(INSTRUCTIONS FOR THE TASK)
Using the entries that follow, count the lines containing the word "Migration" and give that number by itself.

(Records from a data source)
####

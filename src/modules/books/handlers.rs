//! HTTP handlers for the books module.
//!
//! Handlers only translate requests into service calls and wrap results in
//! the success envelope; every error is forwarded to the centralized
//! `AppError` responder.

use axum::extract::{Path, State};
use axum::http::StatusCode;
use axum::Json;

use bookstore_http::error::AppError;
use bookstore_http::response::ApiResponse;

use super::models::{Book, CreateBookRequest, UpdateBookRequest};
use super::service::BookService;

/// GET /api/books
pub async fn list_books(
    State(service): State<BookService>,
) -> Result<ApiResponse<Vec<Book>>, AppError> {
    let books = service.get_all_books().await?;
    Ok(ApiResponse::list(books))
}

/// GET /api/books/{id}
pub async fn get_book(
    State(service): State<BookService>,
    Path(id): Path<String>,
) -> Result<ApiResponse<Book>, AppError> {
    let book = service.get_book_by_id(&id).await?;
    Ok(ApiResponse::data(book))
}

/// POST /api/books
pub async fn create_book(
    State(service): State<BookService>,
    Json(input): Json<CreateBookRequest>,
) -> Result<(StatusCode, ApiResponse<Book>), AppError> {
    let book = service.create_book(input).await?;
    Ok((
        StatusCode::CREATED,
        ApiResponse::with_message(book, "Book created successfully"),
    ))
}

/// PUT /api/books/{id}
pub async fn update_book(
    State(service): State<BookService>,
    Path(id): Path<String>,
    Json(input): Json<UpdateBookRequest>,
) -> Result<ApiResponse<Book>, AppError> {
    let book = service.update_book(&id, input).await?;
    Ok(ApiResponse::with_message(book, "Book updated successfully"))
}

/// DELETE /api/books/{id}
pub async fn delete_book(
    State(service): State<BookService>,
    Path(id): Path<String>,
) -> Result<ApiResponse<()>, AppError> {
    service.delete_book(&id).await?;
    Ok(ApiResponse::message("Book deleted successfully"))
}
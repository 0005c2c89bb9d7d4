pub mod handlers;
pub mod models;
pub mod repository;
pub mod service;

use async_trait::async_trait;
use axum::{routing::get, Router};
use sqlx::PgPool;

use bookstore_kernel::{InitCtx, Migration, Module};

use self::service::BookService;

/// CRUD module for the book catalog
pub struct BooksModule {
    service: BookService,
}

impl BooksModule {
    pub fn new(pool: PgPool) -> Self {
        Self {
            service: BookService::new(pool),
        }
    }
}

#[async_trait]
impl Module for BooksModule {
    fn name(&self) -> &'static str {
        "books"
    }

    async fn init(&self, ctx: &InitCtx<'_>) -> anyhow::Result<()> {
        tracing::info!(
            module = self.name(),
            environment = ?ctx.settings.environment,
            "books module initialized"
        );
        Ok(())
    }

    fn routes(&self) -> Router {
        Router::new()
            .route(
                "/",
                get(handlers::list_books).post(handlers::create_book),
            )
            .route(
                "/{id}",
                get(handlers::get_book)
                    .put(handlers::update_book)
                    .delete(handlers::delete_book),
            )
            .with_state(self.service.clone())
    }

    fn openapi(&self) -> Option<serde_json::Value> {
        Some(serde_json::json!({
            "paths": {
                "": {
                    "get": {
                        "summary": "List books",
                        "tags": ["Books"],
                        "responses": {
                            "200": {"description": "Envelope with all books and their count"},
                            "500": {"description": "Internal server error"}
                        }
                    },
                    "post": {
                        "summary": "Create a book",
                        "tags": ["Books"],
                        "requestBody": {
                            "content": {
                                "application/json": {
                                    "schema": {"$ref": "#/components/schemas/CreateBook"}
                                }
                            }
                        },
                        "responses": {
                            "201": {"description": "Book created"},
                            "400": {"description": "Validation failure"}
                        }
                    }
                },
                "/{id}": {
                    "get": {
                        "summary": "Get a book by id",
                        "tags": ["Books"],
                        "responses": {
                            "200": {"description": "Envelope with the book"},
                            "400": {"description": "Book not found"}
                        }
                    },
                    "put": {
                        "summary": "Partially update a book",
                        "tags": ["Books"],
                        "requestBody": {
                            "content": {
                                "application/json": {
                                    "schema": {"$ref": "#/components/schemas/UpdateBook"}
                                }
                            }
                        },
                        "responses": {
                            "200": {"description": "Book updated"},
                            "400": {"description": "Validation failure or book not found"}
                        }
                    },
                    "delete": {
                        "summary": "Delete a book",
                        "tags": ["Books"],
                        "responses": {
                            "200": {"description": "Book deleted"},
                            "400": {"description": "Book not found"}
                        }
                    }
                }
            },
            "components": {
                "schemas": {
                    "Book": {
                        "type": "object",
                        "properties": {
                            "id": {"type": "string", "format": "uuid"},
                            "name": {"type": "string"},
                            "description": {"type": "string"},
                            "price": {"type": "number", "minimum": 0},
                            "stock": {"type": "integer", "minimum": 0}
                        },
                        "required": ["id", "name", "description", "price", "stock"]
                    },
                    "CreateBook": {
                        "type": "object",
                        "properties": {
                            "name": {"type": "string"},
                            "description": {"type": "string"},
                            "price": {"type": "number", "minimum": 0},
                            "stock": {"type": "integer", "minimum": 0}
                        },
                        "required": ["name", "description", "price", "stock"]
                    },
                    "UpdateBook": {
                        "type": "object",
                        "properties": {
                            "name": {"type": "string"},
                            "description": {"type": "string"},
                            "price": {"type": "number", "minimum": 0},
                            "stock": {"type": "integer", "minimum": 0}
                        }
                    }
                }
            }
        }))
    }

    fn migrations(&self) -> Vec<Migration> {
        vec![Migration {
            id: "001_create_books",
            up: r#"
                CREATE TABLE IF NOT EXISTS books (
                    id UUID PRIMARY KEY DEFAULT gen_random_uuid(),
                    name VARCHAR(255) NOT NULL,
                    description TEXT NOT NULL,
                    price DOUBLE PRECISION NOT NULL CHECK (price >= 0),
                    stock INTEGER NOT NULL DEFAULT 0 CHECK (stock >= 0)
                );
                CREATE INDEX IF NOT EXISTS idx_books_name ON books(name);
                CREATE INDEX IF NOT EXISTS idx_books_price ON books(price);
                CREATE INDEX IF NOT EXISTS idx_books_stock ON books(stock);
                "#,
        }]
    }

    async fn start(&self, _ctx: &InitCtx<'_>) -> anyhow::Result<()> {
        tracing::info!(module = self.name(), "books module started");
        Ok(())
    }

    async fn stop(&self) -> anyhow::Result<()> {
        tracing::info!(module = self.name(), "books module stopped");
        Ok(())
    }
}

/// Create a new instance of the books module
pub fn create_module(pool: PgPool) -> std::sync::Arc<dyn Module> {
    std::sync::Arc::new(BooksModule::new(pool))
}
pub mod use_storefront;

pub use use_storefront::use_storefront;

####

(OUTPUT BELOW)
3